• [INSTRUCTIONS FOR THE TASK] Pull every "user" line out of the data below.

<<<<

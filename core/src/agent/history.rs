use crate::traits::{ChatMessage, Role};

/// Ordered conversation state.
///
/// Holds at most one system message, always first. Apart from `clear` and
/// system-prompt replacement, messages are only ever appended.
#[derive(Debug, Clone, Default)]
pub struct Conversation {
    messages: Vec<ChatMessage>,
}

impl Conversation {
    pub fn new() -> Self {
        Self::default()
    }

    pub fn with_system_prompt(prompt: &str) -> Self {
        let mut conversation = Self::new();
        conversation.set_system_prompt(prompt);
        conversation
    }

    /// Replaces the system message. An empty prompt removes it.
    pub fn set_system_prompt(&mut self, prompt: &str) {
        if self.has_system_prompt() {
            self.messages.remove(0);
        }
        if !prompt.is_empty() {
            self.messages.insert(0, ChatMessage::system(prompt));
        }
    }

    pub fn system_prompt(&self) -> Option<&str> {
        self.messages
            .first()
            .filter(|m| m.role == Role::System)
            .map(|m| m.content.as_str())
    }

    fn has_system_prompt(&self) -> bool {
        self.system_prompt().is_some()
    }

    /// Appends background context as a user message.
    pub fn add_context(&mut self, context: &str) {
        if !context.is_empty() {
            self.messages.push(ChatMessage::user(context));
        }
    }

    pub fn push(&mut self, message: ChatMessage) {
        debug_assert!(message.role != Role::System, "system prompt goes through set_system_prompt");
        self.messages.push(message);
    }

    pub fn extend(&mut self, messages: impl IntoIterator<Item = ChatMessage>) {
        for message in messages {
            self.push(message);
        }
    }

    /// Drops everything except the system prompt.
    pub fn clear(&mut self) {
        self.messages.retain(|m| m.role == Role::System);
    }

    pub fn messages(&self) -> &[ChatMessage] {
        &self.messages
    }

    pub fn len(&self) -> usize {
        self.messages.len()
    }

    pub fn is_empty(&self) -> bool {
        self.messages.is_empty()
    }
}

>>>>

• [RESPONSE AREA]
    /// Appends background context as a user message.
            self.messages.push(ChatMessage::user(context));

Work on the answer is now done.